§ **Task instructions**
Extract exactly the range of lines bounded by the line containing "let line = inner" and the final line of the listing, both ends included, and no other lines.

§ **Records provided**

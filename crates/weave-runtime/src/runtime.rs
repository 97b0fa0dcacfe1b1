//! Execution of generated host programs

use std::cell::RefCell;
use std::collections::BTreeMap;
use std::path::PathBuf;
use std::rc::Rc;

use rhai::module_resolvers::{FileModuleResolver, ModuleResolversCollection, StaticModuleResolver};
use rhai::{Dynamic, Engine, EvalAltResult, FnPtr, ImmutableString, Module, NativeCallContext, Scope};
use weave_ast::Header;
use weave_codegen::{HostProgram, IdAllocator};

use crate::{FunctionId, OutputTree, RuntimeError, Snippet};

/// Where generated functions go and where script modules are found
#[derive(Debug, Clone)]
pub struct RuntimeConfig {
    /// Namespace of every function created by `jump`
    pub namespace: String,
    /// Path segment separating a parent from its generated children
    pub marker: String,
    /// Directory searched for `.rhai` modules named by imports
    pub script_root: Option<PathBuf>,
    /// Call depth cap; every nested jump takes one level
    pub max_call_levels: usize,
}

/// Default cap on nested function and continuation calls
pub const DEFAULT_MAX_CALL_LEVELS: usize = 1024;

impl Default for RuntimeConfig {
    fn default() -> Self {
        Self {
            namespace: "weave".to_string(),
            marker: "gen".to_string(),
            script_root: None,
            max_call_levels: DEFAULT_MAX_CALL_LEVELS,
        }
    }
}

/// A generated program and the function it writes to
#[derive(Debug, Clone, Copy)]
pub struct RunUnit<'a> {
    /// Display name used in diagnostics
    pub name: &'a str,
    pub id: &'a FunctionId,
    pub program: &'a HostProgram,
    pub header: &'a Header,
}

/// Snippets under construction and the stack of active ones
struct State {
    snippets: Vec<Snippet>,
    active: Vec<usize>,
    ids: IdAllocator,
    namespace: String,
    marker: String,
}

impl State {
    fn active(&self) -> Result<usize, String> {
        self.active
            .last()
            .copied()
            .ok_or_else(|| "no active function".to_string())
    }

    fn emit(&mut self, command: &str) -> Result<(), String> {
        let index = self.active()?;
        let commands = &mut self.snippets[index].commands;
        commands.extend(
            command
                .lines()
                .map(str::trim)
                .filter(|line| !line.is_empty())
                .map(str::to_string),
        );
        Ok(())
    }

    /// Create a child of the active snippet, invoke it and make it active
    fn open_child(&mut self, predicate: &str) -> Result<FunctionId, String> {
        let parent = self.active()?;
        let parent_id = &self.snippets[parent].id;
        let base = if parent_id.namespace == self.namespace {
            parent_id.path.clone()
        } else {
            format!("{}/{}", parent_id.namespace, parent_id.path)
        };
        let id = FunctionId::new(
            self.namespace.clone(),
            format!("{base}/{}/{}", self.marker, self.ids.next_id()),
        );

        let predicate = predicate.trim();
        let call = if predicate.is_empty() {
            format!("function {id}")
        } else {
            format!("execute {predicate} run function {id}")
        };
        self.snippets[parent].commands.push(call);
        self.snippets.push(Snippet::new(id.clone()));
        self.active.push(self.snippets.len() - 1);
        Ok(id)
    }
}

/// Runs generated programs with the `emit` and `jump` capabilities
pub struct Runtime {
    engine: Engine,
    state: Rc<RefCell<State>>,
    exports: BTreeMap<String, Module>,
    script_root: Option<PathBuf>,
}

impl Runtime {
    pub fn new(config: RuntimeConfig, ids: IdAllocator) -> Self {
        let state = Rc::new(RefCell::new(State {
            snippets: Vec::new(),
            active: Vec::new(),
            ids,
            namespace: config.namespace,
            marker: config.marker,
        }));

        let mut engine = Engine::new();
        engine.set_max_expr_depths(0, 0);
        engine.set_max_call_levels(config.max_call_levels);
        engine.on_print(|text| log::info!("{text}"));
        engine.on_debug(|text, source, pos| match source {
            Some(source) => log::debug!("{source} {pos}: {text}"),
            None => log::debug!("{pos}: {text}"),
        });

        let emitter = Rc::clone(&state);
        engine.register_fn(
            "emit",
            move |command: ImmutableString| -> Result<(), Box<EvalAltResult>> {
                emitter.borrow_mut().emit(&command)?;
                Ok(())
            },
        );

        let jumper = Rc::clone(&state);
        engine.register_fn(
            "jump",
            move |ctx: NativeCallContext,
                  predicate: ImmutableString,
                  continuation: FnPtr|
                  -> Result<(), Box<EvalAltResult>> {
                let id = jumper.borrow_mut().open_child(&predicate)?;
                log::trace!("jump into {id}");
                let result = continuation.call_within_context::<Dynamic>(&ctx, (id.to_string(),));
                jumper.borrow_mut().active.pop();
                result.map(|_| ())
            },
        );

        Self {
            engine,
            state,
            exports: BTreeMap::new(),
            script_root: config.script_root,
        }
    }

    /// Execute one program, appending its output to the tree
    pub fn run(&mut self, unit: RunUnit<'_>) -> Result<(), RuntimeError> {
        self.engine.set_module_resolver(self.resolver());
        let ast = self
            .engine
            .compile(&unit.program.code)
            .map_err(|err| RuntimeError::Compile {
                file: unit.name.to_string(),
                message: err.err_type().to_string(),
                line: err
                    .position()
                    .line()
                    .and_then(|line| unit.program.source_line(line)),
            })?;

        {
            let mut state = self.state.borrow_mut();
            state.snippets.push(Snippet::new(unit.id.clone()));
            let index = state.snippets.len() - 1;
            state.active = vec![index];
        }

        let mut scope = Scope::new();
        let result = self.engine.run_ast_with_scope(&mut scope, &ast);
        self.state.borrow_mut().active.clear();
        result.map_err(|err| script_error(unit, err))?;

        for binding in &unit.header.exports {
            let value = scope
                .get_value::<Dynamic>(&binding.name)
                .ok_or_else(|| RuntimeError::MissingExport {
                    file: unit.name.to_string(),
                    name: binding.name.clone(),
                    line: binding.line,
                })?;
            log::debug!("{} exports {} to '{}'", unit.name, binding.name, binding.target);
            self.exports
                .entry(binding.target.clone())
                .or_default()
                .set_var(binding.name.as_str(), value);
        }
        Ok(())
    }

    /// Whether some program has exported into `target`
    pub fn has_module(&self, target: &str) -> bool {
        self.exports.contains_key(target)
    }

    /// The finished output tree and the allocator, for further ids
    pub fn finish(self) -> Result<(OutputTree, IdAllocator), RuntimeError> {
        drop(self.engine);
        let state = Rc::try_unwrap(self.state)
            .map_err(|_| RuntimeError::Internal("runtime state is still shared".to_string()))?
            .into_inner();
        let tree = OutputTree {
            snippets: state.snippets,
            ..OutputTree::default()
        };
        Ok((tree, state.ids))
    }

    fn resolver(&self) -> ModuleResolversCollection {
        let mut modules = StaticModuleResolver::new();
        for (target, module) in &self.exports {
            modules.insert(target.as_str(), module.clone());
        }
        let mut resolvers = ModuleResolversCollection::new();
        resolvers.push(modules);
        if let Some(root) = &self.script_root {
            resolvers.push(FileModuleResolver::new_with_path(root));
        }
        resolvers
    }
}

fn innermost(err: EvalAltResult) -> EvalAltResult {
    match err {
        EvalAltResult::ErrorInFunctionCall(_, _, inner, _) => innermost(*inner),
        other => other,
    }
}

fn script_error(unit: RunUnit<'_>, err: Box<EvalAltResult>) -> RuntimeError {
    let mut inner = innermost(*err);
    let line = inner
        .position()
        .line()
        .and_then(|line| unit.program.source_line(line));
    inner.clear_position();
    RuntimeError::Script {
        file: unit.name.to_string(),
        message: inner.to_string(),
        line,
    }
}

§ **Answer**
    let line = inner
        .position()
        .line()
        .and_then(|line| unit.program.source_line(line));
    inner.clear_position();
    RuntimeError::Script {
        file: unit.name.to_string(),
        message: inner.to_string(),
        line,
    }
}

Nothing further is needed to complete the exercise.